__Exercise directions__: State how many lines in the records hold the word "bias", giving the number and no other text.

*** Information shown Section Begins ***

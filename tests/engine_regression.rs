//! End-to-end regression tests for the maintenance engine.
//!
//! Drives `MaintenanceEngine` through the public API only: point assessments,
//! full scoring cycles with scripted trend windows, on-disk model bundles, and
//! the degraded paths that must still produce a complete report.

use std::sync::Arc;

use aeolus::estimator::{
    FailureClassifier, ModelError, ACTION_CHECK_GEARBOX_OIL, ACTION_CHECK_ROTOR_SPEED, ACTION_CONTINUE,
    ACTION_IMMEDIATE_INSPECTION, ACTION_MONITOR_NACELLE,
};
use aeolus::models;
use aeolus::types::{MaintenanceStatus, OverallStatus, Trend};
use aeolus::{
    Component, EngineConfig, MaintenanceEngine, ModelSet, RandomSampleSource, RiskLevel, SampleSource,
    ScriptedSampleSource, SensorReading,
};
use chrono::NaiveDate;

fn today() -> NaiveDate {
    NaiveDate::from_ymd_opt(2024, 6, 1).unwrap()
}

fn nominal_reading() -> SensorReading {
    SensorReading {
        wind_speed: 12.0,
        power_output: 1800.0,
        rotor_rpm: 15.0,
        nacelle_temp: 45.0,
        gear_oil_temp: 60.0,
        generator_temp: 70.0,
        blade_pitch: 4.0,
        yaw_angle: 180.0,
        voltage_l1: 400.0,
        voltage_l2: 400.0,
        voltage_l3: 400.0,
        current_l1: 120.0,
        current_l2: 120.0,
        current_l3: 120.0,
        gear_oil_pressure: 2.6,
        ambient_temp: 15.0,
        humidity: 60.0,
        wind_direction: 180.0,
        timestamp: Some("2024-06-01T12:00:00Z".to_string()),
    }
}

fn scripted(config: &EngineConfig) -> ScriptedSampleSource {
    ScriptedSampleSource::new(vec![nominal_reading()])
        .flat_windows(&config.schedule.items, config.schedule.window_len)
}

struct FixedClassifier(f64);

impl FailureClassifier for FixedClassifier {
    fn predict_proba(&self, _features: &[f64]) -> Result<[f64; 2], ModelError> {
        Ok([1.0 - self.0, self.0])
    }
}

// ============================================================================
// Point assessment
// ============================================================================

#[test]
fn test_assessment_without_models_uses_default_probabilities() {
    let engine = MaintenanceEngine::new(EngineConfig::default(), ModelSet::default());
    let report = engine.assess(&nominal_reading(), today());

    assert!((report.estimate.failure_probability - 0.125).abs() < 1e-9);
    assert!(!report.estimate.failure_prediction);
    assert_eq!(report.estimate.risk_level, RiskLevel::Low);
    assert_eq!(report.estimate.recommended_actions, vec![ACTION_CONTINUE.to_string()]);
    assert_eq!(report.next_maintenance_date, NaiveDate::from_ymd_opt(2024, 7, 1).unwrap());

    // Nothing breached: every penalty component at 100, full baseline RUL
    assert_eq!(report.component_health.overall, 100.0);
    assert_eq!(report.rul_estimates["gearbox"], 8_760);
    assert_eq!(report.rul_estimates["nacelle"], 13_140);
}

#[test]
fn test_assessment_json_is_flat() {
    let engine = MaintenanceEngine::new(EngineConfig::default(), ModelSet::default());
    let json = serde_json::to_value(engine.assess(&nominal_reading(), today())).unwrap();

    for key in [
        "failure_probability",
        "failure_prediction",
        "confidence",
        "risk_level",
        "recommended_actions",
        "model_details",
        "next_maintenance_date",
        "component_health",
        "rul_estimates",
    ] {
        assert!(json.get(key).is_some(), "missing {key}");
    }
    assert_eq!(json["risk_level"], "LOW");
    assert_eq!(json["next_maintenance_date"], "2024-07-01");
}

#[test]
fn test_high_risk_reading_lists_every_triggered_action() {
    let engine = MaintenanceEngine::new(
        EngineConfig::default(),
        ModelSet::default().with_classifier(Arc::new(FixedClassifier(1.0))),
    );
    let reading = SensorReading {
        gear_oil_temp: 90.0,
        nacelle_temp: 75.0,
        rotor_rpm: 28.0,
        ..nominal_reading()
    };

    let estimate = engine.estimate(&reading);

    // (1.0 + 0.15) / 2
    assert!((estimate.failure_probability - 0.575).abs() < 1e-9);
    assert!(estimate.failure_prediction);
    assert_eq!(estimate.risk_level, RiskLevel::Medium);
    assert_eq!(estimate.confidence, 1.0);
    assert_eq!(
        estimate.recommended_actions,
        vec![
            ACTION_IMMEDIATE_INSPECTION.to_string(),
            ACTION_CHECK_GEARBOX_OIL.to_string(),
            ACTION_MONITOR_NACELLE.to_string(),
            ACTION_CHECK_ROTOR_SPEED.to_string(),
        ]
    );
}

// ============================================================================
// Full cycle
// ============================================================================

#[test]
fn test_cycle_report_is_complete_and_ordered() {
    let config = EngineConfig::default();
    let samples = scripted(&config);
    let engine = MaintenanceEngine::new(config, ModelSet::default());

    let report = engine.run_cycle(&nominal_reading(), &samples, today());

    let order: Vec<Component> = report.components.iter().map(|e| e.component).collect();
    assert_eq!(order, Component::ALL.to_vec());
    assert!(report.components.iter().all(|e| e.score <= 100));
    assert!(report.components.iter().all(|e| e.trend == Trend::Stable));

    assert_eq!(report.maintenance.len(), 4);
    assert_eq!(report.maintenance[0].status, MaintenanceStatus::Due);
    assert_eq!(report.status.metrics.total_components, 6);
    assert_eq!(report.status.metrics.due_maintenance, 1);
    assert_ne!(report.status.status, OverallStatus::Unknown);
}

#[test]
fn test_repeated_cycle_reports_declining_trend() {
    let config = EngineConfig::default();
    let samples = scripted(&config);
    let engine = MaintenanceEngine::new(config, ModelSet::default());

    engine.run_cycle(&nominal_reading(), &samples, today());

    // Same reading with every factor zeroed drops each score well past the dead band
    let degraded = engine.run_cycle(&SensorReading::default(), &samples, today());
    assert!(degraded.components.iter().all(|e| e.trend == Trend::Declining));
    assert!(degraded.alert.alert);
    assert_eq!(degraded.alert.component.as_deref(), Some("Main Bearing"));
    assert_eq!(degraded.status.metrics.declining_components, 6);

    let steady = engine.run_cycle(&SensorReading::default(), &samples, today());
    assert!(steady.components.iter().all(|e| e.trend == Trend::Stable));
}

#[test]
fn test_non_finite_reading_still_yields_full_cycle() {
    let config = EngineConfig::default();
    let samples = scripted(&config);
    let engine = MaintenanceEngine::new(config, ModelSet::default());
    let reading = SensorReading {
        wind_speed: f64::NAN,
        ..nominal_reading()
    };

    let report = engine.run_cycle(&reading, &samples, today());

    // Estimator degrades to its fallback
    assert_eq!(report.estimate.failure_probability, 0.1);
    assert_eq!(report.estimate.confidence, 0.5);

    // Wind speed feeds main bearing and blade system factors
    assert_eq!(report.components.get(Component::MainBearing).map(|e| e.score), Some(0));
    assert_eq!(report.components.get(Component::BladeSystem).map(|e| e.score), Some(0));
    assert_eq!(report.alert.component.as_deref(), Some("Main Bearing"));
    assert_eq!(report.components.len(), 6);
}

#[test]
fn test_random_samples_produce_valid_schedule() {
    let config = EngineConfig::default();
    let engine = MaintenanceEngine::new(config.clone(), ModelSet::default());
    let samples = RandomSampleSource::new(Some(7));

    let reading = samples.reading();
    let schedule = engine.schedule(&samples, today());

    assert!(reading.wind_speed.is_finite());
    assert_eq!(schedule.len(), config.schedule.items.len());
    for item in &schedule {
        assert!(item.rul_days >= config.schedule.min_rul_days);
        assert!(item.next_service > today());
        assert!(item.last_service <= today());
    }
}

#[test]
fn test_outlook_covers_every_target() {
    let engine = MaintenanceEngine::new(EngineConfig::default(), ModelSet::default());
    let outlook = engine.outlook(&nominal_reading());

    let json = serde_json::to_value(&outlook).unwrap();
    let keys: Vec<&String> = json.as_object().unwrap().keys().collect();
    assert_eq!(keys.len(), 6);
    for (_, prediction) in outlook.iter() {
        assert!(prediction.confidence.ends_with('%'));
        assert!(!prediction.based_on.is_empty());
    }
}

// ============================================================================
// Model bundle
// ============================================================================

#[test]
fn test_bundle_classifier_drives_estimate() {
    let dir = tempfile::tempdir().unwrap();
    std::fs::write(
        dir.path().join(models::CLASSIFIER_FILE),
        r#"{"weights": [0.0, 0.0], "bias": 0.0}"#,
    )
    .unwrap();
    std::fs::write(
        dir.path().join(models::FEATURE_NAMES_FILE),
        r#"["T01_WindSpeed_avg", "T01_Power_avg"]"#,
    )
    .unwrap();

    let engine = MaintenanceEngine::new(EngineConfig::default(), models::load_bundle(dir.path()));
    let estimate = engine.estimate(&nominal_reading());

    assert_eq!(estimate.model_details.classifier_probability, 0.5);
    assert_eq!(estimate.model_details.sequence_probability, 0.15);
    assert!((estimate.failure_probability - 0.325).abs() < 1e-9);
    // No sequence model in a bundle
    assert!(!engine.models_loaded());
}

#[test]
fn test_bundle_shape_mismatch_falls_back() {
    let dir = tempfile::tempdir().unwrap();
    std::fs::write(
        dir.path().join(models::CLASSIFIER_FILE),
        r#"{"weights": [0.1, 0.2, 0.3], "bias": 0.0, "feature_names": ["WindSpeed", "Power"]}"#,
    )
    .unwrap();

    let engine = MaintenanceEngine::new(EngineConfig::default(), models::load_bundle(dir.path()));
    let estimate = engine.estimate(&nominal_reading());

    assert_eq!(estimate.failure_probability, 0.1);
    assert_eq!(estimate.recommended_actions, vec![ACTION_CONTINUE.to_string()]);
}

#[test]
fn test_empty_bundle_dir_serves_defaults() {
    let dir = tempfile::tempdir().unwrap();
    let models = models::load_bundle(dir.path());

    assert!(models.classifier.is_none());
    assert!(models.scaler.is_none());

    let engine = MaintenanceEngine::new(EngineConfig::default(), models);
    assert!((engine.estimate(&nominal_reading()).failure_probability - 0.125).abs() < 1e-9);
}
//! Sample Inputs
//!
//! The engine is deterministic and never draws random numbers itself. Demo
//! readings and the short trend windows behind the maintenance schedule come
//! from a [`SampleSource`] supplied by the caller:
//!
//! - [`RandomSampleSource`]: uniform readings over plausible operating ranges
//!   and random-walk trend windows (seedable for reproducible runs)
//! - [`ScriptedSampleSource`]: replays fixed readings and windows (tests, CLI)

use std::sync::Mutex;

use rand::rngs::StdRng;
use rand::{Rng, SeedableRng};
use rand_distr::{Distribution, Normal};
use thiserror::Error;
use tracing::warn;

use crate::config::MaintenanceItemSpec;
use crate::types::SensorReading;

#[derive(Error, Debug, Clone, PartialEq)]
pub enum SampleError {
    #[error("No trend window available for {0}")]
    Unavailable(String),

    #[error("Invalid sampling distribution: {0}")]
    Distribution(String),
}

/// Supplies readings and trend windows to the engine.
pub trait SampleSource: Send + Sync {
    /// One sensor snapshot.
    fn reading(&self) -> SensorReading;

    /// `item.factor_count` series of `window_len` samples each, oldest first.
    fn trend_window(&self, item: &MaintenanceItemSpec, window_len: usize) -> Result<Vec<Vec<f64>>, SampleError>;
}

// ============================================================================
// Random
// ============================================================================

/// Standard deviation of one random-walk step (normalized factor units)
const TREND_STEP_SIGMA: f64 = 0.05;

pub struct RandomSampleSource {
    rng: Mutex<StdRng>,
}

impl RandomSampleSource {
    pub fn new(seed: Option<u64>) -> Self {
        let rng = match seed {
            Some(s) => StdRng::seed_from_u64(s),
            None => StdRng::from_entropy(),
        };
        Self { rng: Mutex::new(rng) }
    }

    fn with_rng<T>(&self, f: impl FnOnce(&mut StdRng) -> T) -> T {
        let mut rng = self.rng.lock().unwrap_or_else(|e| {
            warn!("Mutex poisoned on sample RNG, recovering");
            e.into_inner()
        });
        f(&mut rng)
    }
}

impl SampleSource for RandomSampleSource {
    fn reading(&self) -> SensorReading {
        self.with_rng(|rng| SensorReading {
            wind_speed: rng.gen_range(5.0..25.0),
            power_output: rng.gen_range(1000.0..3000.0),
            rotor_rpm: rng.gen_range(10.0..30.0),
            nacelle_temp: rng.gen_range(50.0..90.0),
            gear_oil_temp: rng.gen_range(60.0..100.0),
            generator_temp: rng.gen_range(70.0..110.0),
            blade_pitch: rng.gen_range(-5.0..90.0),
            yaw_angle: rng.gen_range(0.0..360.0),
            voltage_l1: rng.gen_range(350.0..400.0),
            voltage_l2: rng.gen_range(350.0..400.0),
            voltage_l3: rng.gen_range(350.0..400.0),
            current_l1: rng.gen_range(100.0..200.0),
            current_l2: rng.gen_range(100.0..200.0),
            current_l3: rng.gen_range(100.0..200.0),
            gear_oil_pressure: rng.gen_range(1.5..3.0),
            ambient_temp: rng.gen_range(10.0..35.0),
            humidity: rng.gen_range(30.0..80.0),
            wind_direction: rng.gen_range(0.0..360.0),
            timestamp: None,
        })
    }

    fn trend_window(&self, item: &MaintenanceItemSpec, window_len: usize) -> Result<Vec<Vec<f64>>, SampleError> {
        let step = Normal::new(0.0, TREND_STEP_SIGMA).map_err(|e| SampleError::Distribution(e.to_string()))?;
        Ok(self.with_rng(|rng| {
            (0..item.factor_count)
                .map(|_| {
                    let mut value: f64 = rng.gen_range(0.2..0.8);
                    (0..window_len)
                        .map(|_| {
                            let current = value;
                            value += step.sample(rng);
                            current
                        })
                        .collect::<Vec<f64>>()
                })
                .collect()
        }))
    }
}

// ============================================================================
// Scripted
// ============================================================================

/// Replays a fixed reading list (cycling) and fixed trend windows per item.
#[derive(Debug, Default)]
pub struct ScriptedSampleSource {
    readings: Vec<SensorReading>,
    windows: Vec<(String, Vec<Vec<f64>>)>,
    cursor: Mutex<usize>,
}

impl ScriptedSampleSource {
    pub fn new(readings: Vec<SensorReading>) -> Self {
        Self {
            readings,
            ..Default::default()
        }
    }

    /// Script the trend window returned for `component`.
    pub fn with_window(mut self, component: impl Into<String>, series: Vec<Vec<f64>>) -> Self {
        self.windows.push((component.into(), series));
        self
    }

    /// Flat series (no trend) for every item, giving each its baseline RUL.
    pub fn flat_windows(mut self, items: &[MaintenanceItemSpec], window_len: usize) -> Self {
        for item in items {
            self.windows
                .push((item.component.clone(), vec![vec![0.5; window_len]; item.factor_count]));
        }
        self
    }
}

impl SampleSource for ScriptedSampleSource {
    fn reading(&self) -> SensorReading {
        if self.readings.is_empty() {
            return SensorReading::default();
        }
        let mut cursor = self.cursor.lock().unwrap_or_else(|e| e.into_inner());
        let reading = self.readings[*cursor % self.readings.len()].clone();
        *cursor += 1;
        reading
    }

    fn trend_window(&self, item: &MaintenanceItemSpec, _window_len: usize) -> Result<Vec<Vec<f64>>, SampleError> {
        self.windows
            .iter()
            .find(|(component, _)| *component == item.component)
            .map(|(_, series)| series.clone())
            .ok_or_else(|| SampleError::Unavailable(item.component.clone()))
    }
}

*** Information shown Section Ends ***

__Answer to this exercise__: 2